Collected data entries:
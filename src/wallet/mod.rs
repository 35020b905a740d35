// SPDX-License-Identifier: AGPL-3.0-or-later
//
// Copyright (C) 2026 Relational Network

//! Wallet capability interface.
//!
//! A [`Wallet`] drives one backend (derived-key or vault) and owns a single
//! active-account slot. `create` and `recover_*` only produce containers;
//! [`Wallet::load_from`] puts an account into the slot, replacing whatever
//! was there. Every operation that needs a key fails with
//! [`WalletError::NoAccountLoaded`] while the slot is empty.
//!
//! ## Concurrency
//!
//! The slot sits behind a `tokio::sync::Mutex`. Containers are decrypted
//! outside the lock, on the blocking pool, and swapped in only on success, so
//! a failed load leaves the previous account active.

pub mod container;
pub mod crypto;
pub mod derived;
pub mod keystore;
pub mod signature;
pub mod vault;

use std::sync::Arc;

use alloy::primitives::{Address, B256};
use alloy::signers::local::PrivateKeySigner;
use serde::{Deserialize, Serialize};
use tokio::sync::Mutex;
use zeroize::Zeroizing;

use crate::amount::{to_amount, Amount};
use crate::error::{Result, WalletError};
use crate::exchange::transactions::{sign_legacy, RawTxIntent};
use crate::hashing::parse_digest;
use crate::transport::{TransactionId, Transport};

pub use container::{WalletData, WalletKind};
pub use crypto::{Argon2Params, EncryptedEnvelope};
pub use keystore::{KeystoreOptions, KeystoreParams};
pub use signature::SignatureParts;
pub use vault::VaultParams;

use derived::DerivedAccount;
use vault::Vault;

/// Decimals of the native coin.
pub const NATIVE_DECIMALS: u8 = 18;

/// Nonce, fee estimate and balance of an address.
#[derive(Debug, Clone, PartialEq, Eq, Serialize, Deserialize)]
#[serde(rename_all = "camelCase")]
pub struct TxInfos {
    pub nonce: u64,
    /// Gas price estimate in wei
    pub fee_estimate: u128,
    pub balance: Amount,
}

enum Backend {
    Derived,
    Vault { password: Zeroizing<String> },
}

/// The account currently in the slot.
enum LoadedAccount {
    Derived(DerivedAccount),
    Vault(Vault),
}

impl LoadedAccount {
    fn address(&self) -> Result<Address> {
        match self {
            LoadedAccount::Derived(account) => Ok(account.address()),
            LoadedAccount::Vault(vault) => vault.address(),
        }
    }

    fn signer(&self) -> Result<&PrivateKeySigner> {
        match self {
            LoadedAccount::Derived(account) => Ok(account.signer()),
            LoadedAccount::Vault(vault) => vault.signer(),
        }
    }

    fn sign_hash(&self, digest: &B256) -> Result<SignatureParts> {
        match self {
            LoadedAccount::Derived(account) => account.sign_hash(digest),
            LoadedAccount::Vault(vault) => vault.sign_hash(digest),
        }
    }

    fn sign_message(&self, message: &[u8]) -> Result<SignatureParts> {
        match self {
            LoadedAccount::Derived(account) => account.sign_message(message),
            LoadedAccount::Vault(vault) => vault.sign_message(message),
        }
    }

    fn to_container(&self) -> Result<WalletData> {
        match self {
            LoadedAccount::Derived(account) => account.to_container(),
            LoadedAccount::Vault(vault) => vault.to_container(),
        }
    }

    fn vault_mut(&mut self, operation: &'static str) -> Result<&mut Vault> {
        match self {
            LoadedAccount::Derived(_) => Err(WalletError::NotSupported(operation)),
            LoadedAccount::Vault(vault) => Ok(vault),
        }
    }

    fn vault(&self, operation: &'static str) -> Result<&Vault> {
        match self {
            LoadedAccount::Derived(_) => Err(WalletError::NotSupported(operation)),
            LoadedAccount::Vault(vault) => Ok(vault),
        }
    }
}

fn active(slot: &Option<LoadedAccount>) -> Result<&LoadedAccount> {
    slot.as_ref().ok_or(WalletError::NoAccountLoaded)
}

fn active_mut(slot: &mut Option<LoadedAccount>) -> Result<&mut LoadedAccount> {
    slot.as_mut().ok_or(WalletError::NoAccountLoaded)
}

/// Wallet bound to one backend, one transport and one active account slot.
pub struct Wallet {
    backend: Backend,
    transport: Arc<dyn Transport>,
    chain_id: u64,
    keystore_params: KeystoreParams,
    vault_params: VaultParams,
    slot: Mutex<Option<LoadedAccount>>,
}

impl Wallet {
    /// Wallet backed by single derived keys.
    pub fn derived(transport: Arc<dyn Transport>, chain_id: u64) -> Self {
        Self::with_backend(Backend::Derived, transport, chain_id)
    }

    /// Wallet backed by a password-protected vault.
    pub fn vault(transport: Arc<dyn Transport>, chain_id: u64, password: &str) -> Self {
        Self::with_backend(
            Backend::Vault {
                password: Zeroizing::new(password.to_string()),
            },
            transport,
            chain_id,
        )
    }

    fn with_backend(backend: Backend, transport: Arc<dyn Transport>, chain_id: u64) -> Self {
        Self {
            backend,
            transport,
            chain_id,
            keystore_params: KeystoreParams::default(),
            vault_params: VaultParams::default(),
            slot: Mutex::new(None),
        }
    }

    pub fn with_keystore_params(mut self, params: KeystoreParams) -> Self {
        self.keystore_params = params;
        self
    }

    pub fn with_vault_params(mut self, params: VaultParams) -> Self {
        self.vault_params = params;
        self
    }

    pub fn kind(&self) -> WalletKind {
        match self.backend {
            Backend::Derived => WalletKind::Derived,
            Backend::Vault { .. } => WalletKind::Vault,
        }
    }

    pub fn chain_id(&self) -> u64 {
        self.chain_id
    }

    pub fn transport(&self) -> &Arc<dyn Transport> {
        &self.transport
    }

    // ========== Lifecycle ==========

    /// Generate a fresh account and return its container. The slot is not touched.
    pub async fn create(&self) -> Result<WalletData> {
        let data = match &self.backend {
            Backend::Derived => DerivedAccount::generate()?.to_container()?,
            Backend::Vault { password } => {
                let password = password.clone();
                let params = self.vault_params;
                crypto::run_blocking(move || Vault::create(&password, &params)?.to_container())
                    .await?
            }
        };
        tracing::info!(kind = %data.kind, address = %data.address, "Created wallet");
        Ok(data)
    }

    /// Validate and decrypt `data`, then make it the active account.
    ///
    /// The tag and version are checked before any key material is touched.
    /// On failure the previously active account stays loaded.
    pub async fn load_from(&self, data: &WalletData) -> Result<()> {
        let format = data.format()?;
        if format.kind() != self.kind() {
            return Err(WalletError::Format(format!(
                "{} container cannot be loaded into a {} wallet",
                data.kind,
                self.kind().tag()
            )));
        }

        let account = match &self.backend {
            Backend::Derived => LoadedAccount::Derived(DerivedAccount::from_container(data)?),
            Backend::Vault { password } => {
                let password = password.clone();
                let params = self.vault_params;
                let data = data.clone();
                let vault =
                    crypto::run_blocking(move || Vault::unlock(&data, &password, &params)).await?;
                LoadedAccount::Vault(vault)
            }
        };

        let address = account.address()?;
        *self.slot.lock().await = Some(account);
        tracing::info!(%address, version = format.version_number(), "Loaded account");
        Ok(())
    }

    /// Re-derive a container from a recovery phrase.
    pub async fn recover_from_seed(&self, phrase: &str) -> Result<WalletData> {
        match &self.backend {
            Backend::Derived => DerivedAccount::from_phrase(phrase)?.to_container(),
            Backend::Vault { password } => {
                let password = password.clone();
                let params = self.vault_params;
                let phrase = Zeroizing::new(phrase.to_string());
                crypto::run_blocking(move || {
                    Vault::from_phrase(&phrase, &password, &params)?.to_container()
                })
                .await
            }
        }
    }

    /// Import a raw private key. The result carries no recovery phrase.
    pub async fn recover_from_private_key(&self, private_key: &str) -> Result<WalletData> {
        match &self.backend {
            Backend::Derived => DerivedAccount::from_private_key(private_key)?.to_container(),
            Backend::Vault { .. } => Err(WalletError::NotSupported(
                "vault accounts are derived from a recovery phrase",
            )),
        }
    }

    /// Decrypt a keystore produced by [`Self::encrypt_to_serialized_keystore`].
    pub async fn recover_from_encrypted_keystore(
        &self,
        blob: &[u8],
        password: &str,
    ) -> Result<WalletData> {
        keystore::decrypt(blob, password).await
    }

    /// Encrypt `data` under `password` off the async executor.
    pub async fn encrypt_to_serialized_keystore(
        &self,
        data: &WalletData,
        password: &str,
        options: KeystoreOptions,
    ) -> Result<Vec<u8>> {
        keystore::encrypt(data, password, self.keystore_params, options).await
    }

    // ========== Signing ==========

    /// Personal-sign a 32-byte hex digest.
    pub async fn sign_msg_hash(&self, digest: &str) -> Result<SignatureParts> {
        let slot = self.slot.lock().await;
        let account = active(&slot)?;
        account.sign_hash(&parse_digest(digest)?)
    }

    pub(crate) async fn sign_digest(&self, digest: &B256) -> Result<SignatureParts> {
        let slot = self.slot.lock().await;
        active(&slot)?.sign_hash(digest)
    }

    /// Personal-sign arbitrary bytes.
    pub async fn sign_message(&self, message: &[u8]) -> Result<SignatureParts> {
        let slot = self.slot.lock().await;
        active(&slot)?.sign_message(message)
    }

    /// Sign `intent` as a legacy transaction and hand it to the relay.
    ///
    /// Missing nonce or gas price are filled from one account-info fetch.
    pub async fn confirm(&self, intent: RawTxIntent) -> Result<TransactionId> {
        let (signer, from) = {
            let slot = self.slot.lock().await;
            let account = active(&slot)?;
            (account.signer()?.clone(), account.address()?)
        };

        let info = if intent.needs_account_info() {
            Some(self.transport.get_account_info(from).await?)
        } else {
            None
        };
        let tx = intent.into_legacy(info.as_ref(), self.chain_id)?;
        let nonce = tx.nonce;
        let raw = sign_legacy(&signer, tx)?;

        let id = self.transport.submit_signed_transaction(&raw).await?;
        tracing::info!(%from, nonce, tx = %id, "Submitted signed transaction");
        Ok(id)
    }

    // ========== Encryption ==========

    /// Encrypt for another vault holder.
    pub async fn encrypt(&self, message: &[u8], recipient_public_key: &str) -> Result<EncryptedEnvelope> {
        let slot = self.slot.lock().await;
        active(&slot)?
            .vault("pairwise encryption requires a vault")?
            .encrypt(message, recipient_public_key)
    }

    /// Decrypt an envelope from another vault holder.
    pub async fn decrypt(&self, envelope: &EncryptedEnvelope, sender_public_key: &str) -> Result<Vec<u8>> {
        let slot = self.slot.lock().await;
        active(&slot)?
            .vault("pairwise encryption requires a vault")?
            .decrypt(envelope, sender_public_key)
    }

    pub async fn encryption_public_key(&self) -> Result<String> {
        let slot = self.slot.lock().await;
        active(&slot)?
            .vault("encryption keys require a vault")?
            .encryption_public_key()
    }

    // ========== Vault accounts ==========

    /// Derive vault account `index` without activating it.
    pub async fn derive_account(&self, index: u32) -> Result<Address> {
        let mut slot = self.slot.lock().await;
        active_mut(&mut slot)?
            .vault_mut("account derivation requires a vault")?
            .derive_account(index)
    }

    /// Make vault account `index` the signing account.
    pub async fn select_account(&self, index: u32) -> Result<Address> {
        let mut slot = self.slot.lock().await;
        let address = active_mut(&mut slot)?
            .vault_mut("account selection requires a vault")?
            .select_account(index)?;
        tracing::info!(index, %address, "Selected vault account");
        Ok(address)
    }

    // ========== Introspection ==========

    pub async fn address(&self) -> Result<Address> {
        let slot = self.slot.lock().await;
        active(&slot)?.address()
    }

    /// Native balance of the active account.
    pub async fn get_balance(&self) -> Result<Amount> {
        let address = self.address().await?;
        let info = self.transport.get_account_info(address).await?;
        Ok(to_amount(info.balance_raw, NATIVE_DECIMALS))
    }

    /// Nonce, fee estimate and balance of any address.
    pub async fn get_tx_infos(&self, address: Address) -> Result<TxInfos> {
        let info = self.transport.get_account_info(address).await?;
        Ok(TxInfos {
            nonce: info.nonce,
            fee_estimate: info.fee_estimate,
            balance: to_amount(info.balance_raw, NATIVE_DECIMALS),
        })
    }

    // ========== Export ==========

    /// Container of the active account, in the current format version.
    pub async fn export_container(&self) -> Result<WalletData> {
        let slot = self.slot.lock().await;
        active(&slot)?.to_container()
    }

    pub async fn export_private_key(&self) -> Result<Zeroizing<String>> {
        let slot = self.slot.lock().await;
        match active(&slot)? {
            LoadedAccount::Derived(account) => Ok(account.private_key_hex()),
            LoadedAccount::Vault(vault) => vault.private_key_hex(),
        }
    }

    /// The recovery phrase, `None` for accounts imported from a private key.
    pub async fn export_recovery_phrase(&self) -> Result<Option<Zeroizing<String>>> {
        let slot = self.slot.lock().await;
        Ok(match active(&slot)? {
            LoadedAccount::Derived(account) => {
                account.mnemonic().map(|m| Zeroizing::new(m.to_string()))
            }
            LoadedAccount::Vault(vault) => Some(Zeroizing::new(vault.mnemonic().to_string())),
        })
    }
}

▶ **Prompt**: Restate the data verbatim through the "pub mod signature;" line.

▶ **Response to the task**:
filename src/wallet/mod.rs
repository 35020b905a740d35
// SPDX-License-Identifier: AGPL-3.0-or-later
//
// Copyright (C) 2026 Relational Network

//! Wallet capability interface.
//!
//! A [`Wallet`] drives one backend (derived-key or vault) and owns a single
//! active-account slot. `create` and `recover_*` only produce containers;
//! [`Wallet::load_from`] puts an account into the slot, replacing whatever
//! was there. Every operation that needs a key fails with
//! [`WalletError::NoAccountLoaded`] while the slot is empty.
//!
//! ## Concurrency
//!
//! The slot sits behind a `tokio::sync::Mutex`. Containers are decrypted
//! outside the lock, on the blocking pool, and swapped in only on success, so
//! a failed load leaves the previous account active.

pub mod container;
pub mod crypto;
pub mod derived;
pub mod keystore;
pub mod signature;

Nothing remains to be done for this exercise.